Author - Serena Wolf
Prep Time: 10 minutes
Cook Time: 5 minutes
Total Time: 15 minutes
Yields: 4 side servings


  • 1 cup water
  • 2 tablespoons extra-virgin olive oil
  • 1/2 teaspoon kosher salt
  • 1 cup Moroccan couscous (Moroccan couscous is the tiny couscous! Israeli couscous is the larger pearled couscous.)

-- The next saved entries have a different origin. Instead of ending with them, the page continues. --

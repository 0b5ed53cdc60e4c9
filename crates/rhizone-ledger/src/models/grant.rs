//! Custody grant - one entrustment of the admission token.

use super::ids::{GrantId, MemberId, Timestamp};
use serde::{Deserialize, Serialize};

/// A custody grant.
///
/// Appended when a custodian is drawn. Fields other than the identity
/// columns are written at most once: `token` when the platform issues it,
/// `grantee`/`resolved_at` when the grant is redeemed or closed, and
/// `released_at` when the token is published after the timeout.
#[derive(Debug, Clone, Serialize, Deserialize, PartialEq, Eq)]
pub struct CustodyGrant {
    /// Sequence id (public invite number)
    pub id: GrantId,

    /// Member entrusted with the token
    pub custodian: MemberId,

    /// Member admitted with the token, if redeemed
    pub grantee: Option<MemberId>,

    /// When custody was granted
    pub granted_at: Timestamp,

    /// When the grant was redeemed or closed
    pub resolved_at: Option<Timestamp>,

    /// When the token was made public
    pub released_at: Option<Timestamp>,

    /// Admission token code issued for this grant
    #[serde(default)]
    pub token: Option<String>,
}

/// Lifecycle of a grant as derived from its columns.
#[derive(Debug, Clone, Copy, PartialEq, Eq, Serialize, Deserialize)]
#[serde(rename_all = "snake_case")]
pub enum GrantStatus {
    /// Open, token held privately by the custodian
    Held,
    /// Open, token published after the timeout
    Released,
    /// Closed by a member joining with the token
    Redeemed,
    /// Closed without a grantee (skipped or lapsed)
    Closed,
}

impl CustodyGrant {
    /// Create an open grant.
    pub fn new(id: GrantId, custodian: MemberId, granted_at: Timestamp) -> Self {
        Self {
            id,
            custodian,
            grantee: None,
            granted_at,
            resolved_at: None,
            released_at: None,
            token: None,
        }
    }

    /// Still awaiting resolution.
    pub fn is_open(&self) -> bool {
        self.resolved_at.is_none()
    }

    /// Custodian and grantee are the same member (bootstrap record).
    pub fn is_self_grant(&self) -> bool {
        self.grantee == Some(self.custodian)
    }

    /// The custodian → grantee edge, if this grant admitted someone else.
    pub fn edge(&self) -> Option<(MemberId, MemberId)> {
        match self.grantee {
            Some(grantee) if grantee != self.custodian => Some((self.custodian, grantee)),
            _ => None,
        }
    }

    /// Seconds since custody was granted.
    pub fn age(&self, now: Timestamp) -> u64 {
        now.saturating_sub(self.granted_at)
    }

    /// Current lifecycle status.
    pub fn status(&self) -> GrantStatus {
        match (self.resolved_at, self.grantee, self.released_at) {
            (None, _, None) => GrantStatus::Held,
            (None, _, Some(_)) => GrantStatus::Released,
            (Some(_), Some(_), _) => GrantStatus::Redeemed,
            (Some(_), None, _) => GrantStatus::Closed,
        }
    }
}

  • 2 whole scallions, finely chopped
  • 1/2 packed cup fresh Italian parsley leaves, finely chopped
  • 1/4 packed cup fresh basil leaves, finely chopped
  • 1 teaspoon freshly grated lemon zest
  • Juice of half a lemon, plus extra to taste
  • Freshly ground black pepper to taste


  • Make the couscous. Combine the water, 1 tablespoon of oil, and salt in a medium saucepan and bring to a boil. Remove from the heat and stir in the couscous. Cover the pan with a lid and let stand for 5 minutes, then fluff with a fork. Transfer the couscous to a medium bowl and let cool slightly. (You can serve your couscous warm or at room temperature! Do what feels right.)
  • Add the scallions, parsley, basil, the remaining 1 tablespoon of oil, lemon zest and lemon juice to the bowl with the couscous. Toss to combine. Season with freshly ground black pepper to taste. Add a little extra salt or lemon juice if needed before serving.